Start of Exercise material

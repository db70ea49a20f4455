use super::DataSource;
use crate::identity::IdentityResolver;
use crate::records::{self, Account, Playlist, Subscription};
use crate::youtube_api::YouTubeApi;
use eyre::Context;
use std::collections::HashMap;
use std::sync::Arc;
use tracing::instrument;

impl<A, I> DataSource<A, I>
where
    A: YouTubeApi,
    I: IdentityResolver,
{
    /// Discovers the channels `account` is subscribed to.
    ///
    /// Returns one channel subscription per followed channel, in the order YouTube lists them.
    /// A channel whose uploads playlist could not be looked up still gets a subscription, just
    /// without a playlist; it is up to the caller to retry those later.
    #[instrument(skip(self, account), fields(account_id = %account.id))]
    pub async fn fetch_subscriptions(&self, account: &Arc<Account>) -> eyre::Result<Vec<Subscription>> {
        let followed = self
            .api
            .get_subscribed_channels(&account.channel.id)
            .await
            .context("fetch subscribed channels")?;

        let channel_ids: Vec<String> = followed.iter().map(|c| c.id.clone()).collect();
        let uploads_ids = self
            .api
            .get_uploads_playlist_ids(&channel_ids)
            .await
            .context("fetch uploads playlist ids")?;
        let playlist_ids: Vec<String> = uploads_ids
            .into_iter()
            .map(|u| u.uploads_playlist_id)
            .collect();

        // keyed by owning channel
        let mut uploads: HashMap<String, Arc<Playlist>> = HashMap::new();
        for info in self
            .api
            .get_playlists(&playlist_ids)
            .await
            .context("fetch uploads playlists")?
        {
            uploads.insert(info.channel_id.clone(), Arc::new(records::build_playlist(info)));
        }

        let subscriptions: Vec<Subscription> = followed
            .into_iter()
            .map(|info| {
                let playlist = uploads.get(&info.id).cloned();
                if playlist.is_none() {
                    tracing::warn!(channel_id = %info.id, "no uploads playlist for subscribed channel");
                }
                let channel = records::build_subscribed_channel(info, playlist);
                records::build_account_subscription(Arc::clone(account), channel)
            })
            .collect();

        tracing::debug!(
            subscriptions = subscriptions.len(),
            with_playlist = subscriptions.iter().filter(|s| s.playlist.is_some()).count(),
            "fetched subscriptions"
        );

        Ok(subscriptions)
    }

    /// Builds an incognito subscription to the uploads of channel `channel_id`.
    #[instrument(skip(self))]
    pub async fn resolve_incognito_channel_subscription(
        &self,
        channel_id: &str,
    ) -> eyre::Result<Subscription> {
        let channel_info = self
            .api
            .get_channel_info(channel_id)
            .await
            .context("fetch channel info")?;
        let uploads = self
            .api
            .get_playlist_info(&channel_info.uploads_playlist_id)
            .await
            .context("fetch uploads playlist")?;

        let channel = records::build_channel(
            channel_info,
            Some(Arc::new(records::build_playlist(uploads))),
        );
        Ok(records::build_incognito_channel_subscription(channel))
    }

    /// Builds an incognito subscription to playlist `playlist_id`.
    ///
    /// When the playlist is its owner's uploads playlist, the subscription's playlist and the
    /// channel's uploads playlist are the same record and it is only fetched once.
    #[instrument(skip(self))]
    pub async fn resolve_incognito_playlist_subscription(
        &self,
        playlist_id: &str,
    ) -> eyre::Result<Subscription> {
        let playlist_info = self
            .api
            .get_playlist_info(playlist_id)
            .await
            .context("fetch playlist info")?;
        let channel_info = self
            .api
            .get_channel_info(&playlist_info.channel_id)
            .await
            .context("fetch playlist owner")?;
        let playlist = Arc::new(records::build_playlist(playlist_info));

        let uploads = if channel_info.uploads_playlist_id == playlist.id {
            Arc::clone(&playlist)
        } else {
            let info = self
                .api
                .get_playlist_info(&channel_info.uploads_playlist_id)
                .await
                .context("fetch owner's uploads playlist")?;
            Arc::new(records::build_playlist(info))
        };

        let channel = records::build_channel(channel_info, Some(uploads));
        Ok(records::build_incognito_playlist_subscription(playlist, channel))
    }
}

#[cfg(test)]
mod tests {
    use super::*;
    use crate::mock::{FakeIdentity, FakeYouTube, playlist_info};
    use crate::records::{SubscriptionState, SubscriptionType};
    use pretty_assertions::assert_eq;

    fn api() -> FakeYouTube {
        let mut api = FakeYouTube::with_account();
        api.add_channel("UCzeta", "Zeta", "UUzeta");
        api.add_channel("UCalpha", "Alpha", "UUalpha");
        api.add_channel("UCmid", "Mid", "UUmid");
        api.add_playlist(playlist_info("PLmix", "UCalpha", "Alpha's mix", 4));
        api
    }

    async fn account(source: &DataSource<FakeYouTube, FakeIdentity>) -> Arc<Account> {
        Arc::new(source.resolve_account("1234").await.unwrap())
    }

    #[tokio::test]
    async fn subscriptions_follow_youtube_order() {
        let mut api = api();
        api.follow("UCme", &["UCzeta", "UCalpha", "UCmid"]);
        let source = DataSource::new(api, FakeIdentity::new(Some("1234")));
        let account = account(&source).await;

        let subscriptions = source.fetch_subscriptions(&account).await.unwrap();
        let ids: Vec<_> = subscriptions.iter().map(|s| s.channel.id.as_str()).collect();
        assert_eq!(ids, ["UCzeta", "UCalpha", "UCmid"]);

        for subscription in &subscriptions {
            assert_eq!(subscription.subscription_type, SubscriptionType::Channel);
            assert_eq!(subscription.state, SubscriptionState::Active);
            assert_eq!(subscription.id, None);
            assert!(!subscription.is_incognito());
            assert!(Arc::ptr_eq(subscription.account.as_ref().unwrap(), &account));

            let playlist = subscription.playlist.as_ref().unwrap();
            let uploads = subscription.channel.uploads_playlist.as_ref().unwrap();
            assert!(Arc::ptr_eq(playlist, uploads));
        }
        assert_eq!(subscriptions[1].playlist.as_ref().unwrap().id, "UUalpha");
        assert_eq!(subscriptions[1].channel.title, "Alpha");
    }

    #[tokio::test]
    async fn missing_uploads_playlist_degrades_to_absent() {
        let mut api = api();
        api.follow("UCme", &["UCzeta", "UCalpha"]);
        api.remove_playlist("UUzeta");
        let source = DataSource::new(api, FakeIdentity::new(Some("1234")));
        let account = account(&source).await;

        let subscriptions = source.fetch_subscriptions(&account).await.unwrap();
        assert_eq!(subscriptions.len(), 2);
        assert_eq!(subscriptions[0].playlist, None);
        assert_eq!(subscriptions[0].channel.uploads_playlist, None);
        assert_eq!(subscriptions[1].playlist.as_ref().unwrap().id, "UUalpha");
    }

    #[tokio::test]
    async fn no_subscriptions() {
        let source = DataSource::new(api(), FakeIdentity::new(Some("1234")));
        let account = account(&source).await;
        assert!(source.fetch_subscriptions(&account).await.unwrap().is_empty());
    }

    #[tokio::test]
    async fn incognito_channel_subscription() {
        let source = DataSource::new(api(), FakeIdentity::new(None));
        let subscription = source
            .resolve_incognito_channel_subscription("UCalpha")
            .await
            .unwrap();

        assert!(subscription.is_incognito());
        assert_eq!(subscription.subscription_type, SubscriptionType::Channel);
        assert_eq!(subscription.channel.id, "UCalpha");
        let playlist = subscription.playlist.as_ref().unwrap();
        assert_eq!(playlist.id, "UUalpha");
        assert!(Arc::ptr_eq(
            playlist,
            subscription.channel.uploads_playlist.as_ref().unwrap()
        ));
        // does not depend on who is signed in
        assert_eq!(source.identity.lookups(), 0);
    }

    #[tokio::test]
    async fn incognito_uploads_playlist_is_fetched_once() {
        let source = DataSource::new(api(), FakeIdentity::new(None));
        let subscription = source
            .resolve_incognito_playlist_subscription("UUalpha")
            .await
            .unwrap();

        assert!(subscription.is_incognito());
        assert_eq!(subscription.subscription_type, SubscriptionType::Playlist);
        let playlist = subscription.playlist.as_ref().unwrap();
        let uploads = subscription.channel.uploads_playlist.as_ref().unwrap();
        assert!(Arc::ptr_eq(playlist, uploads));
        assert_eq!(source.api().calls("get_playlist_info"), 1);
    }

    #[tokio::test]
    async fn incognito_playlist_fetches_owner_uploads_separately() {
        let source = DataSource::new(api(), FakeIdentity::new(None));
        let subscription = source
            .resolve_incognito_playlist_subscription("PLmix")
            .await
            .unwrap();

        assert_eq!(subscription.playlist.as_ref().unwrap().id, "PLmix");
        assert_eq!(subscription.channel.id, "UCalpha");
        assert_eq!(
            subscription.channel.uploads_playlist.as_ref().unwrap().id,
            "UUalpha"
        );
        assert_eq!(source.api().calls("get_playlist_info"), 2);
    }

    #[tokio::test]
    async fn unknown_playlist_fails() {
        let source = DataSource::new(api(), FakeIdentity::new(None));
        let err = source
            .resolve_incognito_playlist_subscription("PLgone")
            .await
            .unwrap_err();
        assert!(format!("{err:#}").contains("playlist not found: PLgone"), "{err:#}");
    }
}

End of Exercise material

Nothing but a number is expected: how many lines in the data above hold the word "records".

12